*** DATA EXCERPTS ***

//! Error types for the doc2topics library.
//!
//! A single fatal [`ExtractError`] covers every way an import run can fail.
//! The pipeline never produces a partial catalog: a run either returns a
//! complete [`crate::output::ExtractionDraft`] or one of these errors, so a
//! single enum is enough.
//!
//! Variants group into the failure classes callers care about:
//!
//! * **Input** — wrong file type, nothing extractable. The user must supply
//!   a different document.
//! * **Document parsing** — corrupt container, failed decompression, markup
//!   errors, low-confidence legacy decode. Indicates a damaged or
//!   non-conforming file; retrying the same bytes cannot help.
//! * **Completion service** — auth, rate limit, transport, API errors.
//!   These are the only errors worth retrying; see [`ExtractError::is_retryable`].
//! * **Response recovery** — the model answered, but no usable JSON or no
//!   usable topics came back. Retrying without changing the prompt or the
//!   source document is unlikely to help.

use thiserror::Error;

/// All fatal errors returned by the doc2topics library.
#[derive(Debug, Error)]
pub enum ExtractError {
    // ── Input errors ──────────────────────────────────────────────────────
    /// The file extension is not one of the supported document types.
    #[error("Unsupported document type: '.{extension}'\nSupported: .txt, .md, .markdown, .docx, .hwp")]
    UnsupportedDocumentType { extension: String },

    /// Parsing succeeded but the document reduced to empty text.
    #[error("Document contains no extractable text")]
    EmptyDocument,

    // ── Container / document errors ───────────────────────────────────────
    /// The buffer is not a valid ZIP-compatible container, or an offset or
    /// length inside it points past the end of the buffer.
    #[error("Not a valid container: {detail}")]
    MalformedContainer { detail: String },

    /// The container parsed, but the expected entry is absent.
    #[error("Container entry not found: '{name}'")]
    EntryNotFound { name: String },

    /// The entry's compressed payload could not be inflated.
    #[error("Decompression failed: {detail}")]
    DecompressionFailed { detail: String },

    /// The document body is not well-formed markup.
    #[error("Markup parse error: {detail}")]
    MarkupParse { detail: String },

    /// Both character-encoding hypotheses scored below the confidence
    /// threshold. The user should convert the file to a modern format.
    #[error(
        "Cannot reliably decode legacy document (best readable-density score {score:.2})\n\
         Convert the file to .docx or plain text and retry."
    )]
    LowConfidenceDecode { score: f32 },

    // ── Completion service errors ─────────────────────────────────────────
    /// Missing or malformed configuration (credentials, base URL scheme).
    #[error("Invalid configuration: {0}")]
    InvalidConfig(String),

    /// The completion service rejected the credentials (401/403).
    #[error("Authentication error from completion service: {detail}")]
    AuthError { detail: String },

    /// HTTP 429 from the completion service — the user may retry the import.
    #[error("Completion service rate limit exceeded")]
    RateLimitExceeded { retry_after_secs: Option<u64> },

    /// The completion service returned a non-success status.
    #[error("Completion service error (HTTP {status}): {message}")]
    ApiError { status: u16, message: String },

    /// The request never produced an HTTP response (DNS, TLS, connect,
    /// timeout imposed by the caller).
    #[error("Completion request failed: {detail}")]
    RequestFailed { detail: String },

    // ── Response recovery errors ──────────────────────────────────────────
    /// No directly-parseable or balanced JSON region exists in the reply.
    #[error("AI output does not contain valid JSON")]
    NoJsonFound,

    /// A balanced region was found but does not parse as JSON.
    #[error("AI output contains malformed JSON: {detail}")]
    MalformedJson { detail: String },

    /// The reply parsed, but normalization left zero usable topics.
    #[error("No topics recovered from AI output")]
    NoTopics,
}

impl ExtractError {
    /// Whether re-running the import without changing anything could
    /// plausibly succeed.
    ///
    /// Only transient completion-service failures qualify: rate limits,
    /// transport errors, and 5xx responses. Everything else needs a
    /// different file, different credentials, or a different prompt.
    pub fn is_retryable(&self) -> bool {
        match self {
            ExtractError::RateLimitExceeded { .. } | ExtractError::RequestFailed { .. } => true,
            ExtractError::ApiError { status, .. } => *status >= 500,
            _ => false,
        }
    }
}

#[cfg(test)]
mod tests {
    use super::*;

    #[test]
    fn unsupported_type_display_names_extension() {
        let e = ExtractError::UnsupportedDocumentType {
            extension: "pdf".into(),
        };
        assert!(e.to_string().contains(".pdf"), "got: {e}");
    }

    #[test]
    fn low_confidence_display_shows_score() {
        let e = ExtractError::LowConfidenceDecode { score: 0.12 };
        assert!(e.to_string().contains("0.12"));
    }

    #[test]
    fn no_json_display_matches_contract() {
        assert_eq!(
            ExtractError::NoJsonFound.to_string(),
            "AI output does not contain valid JSON"
        );
    }

    #[test]
    fn retryable_classification() {
        assert!(ExtractError::RateLimitExceeded {
            retry_after_secs: None
        }
        .is_retryable());
        assert!(ExtractError::RequestFailed {
            detail: "connection reset".into()
        }
        .is_retryable());
        assert!(ExtractError::ApiError {
            status: 503,
            message: "overloaded".into()
        }
        .is_retryable());
        assert!(!ExtractError::ApiError {
            status: 400,
            message: "bad request".into()
        }
        .is_retryable());
        assert!(!ExtractError::AuthError {
            detail: "bad key".into()
        }
        .is_retryable());
        assert!(!ExtractError::NoTopics.is_retryable());
    }
}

***

▸ TASK STATEMENT
Of the entries above, repeat exactly the lines between the line with "unlikely to help." and the line with "an offset or", inclusive, and no others.

▸ FINISHED TASK
//!   source document is unlikely to help.

use thiserror::Error;

/// All fatal errors returned by the doc2topics library.
#[derive(Debug, Error)]
pub enum ExtractError {
    // ── Input errors ──────────────────────────────────────────────────────
    /// The file extension is not one of the supported document types.
    #[error("Unsupported document type: '.{extension}'\nSupported: .txt, .md, .markdown, .docx, .hwp")]
    UnsupportedDocumentType { extension: String },

    /// Parsing succeeded but the document reduced to empty text.
    #[error("Document contains no extractable text")]
    EmptyDocument,

    // ── Container / document errors ───────────────────────────────────────
    /// The buffer is not a valid ZIP-compatible container, or an offset or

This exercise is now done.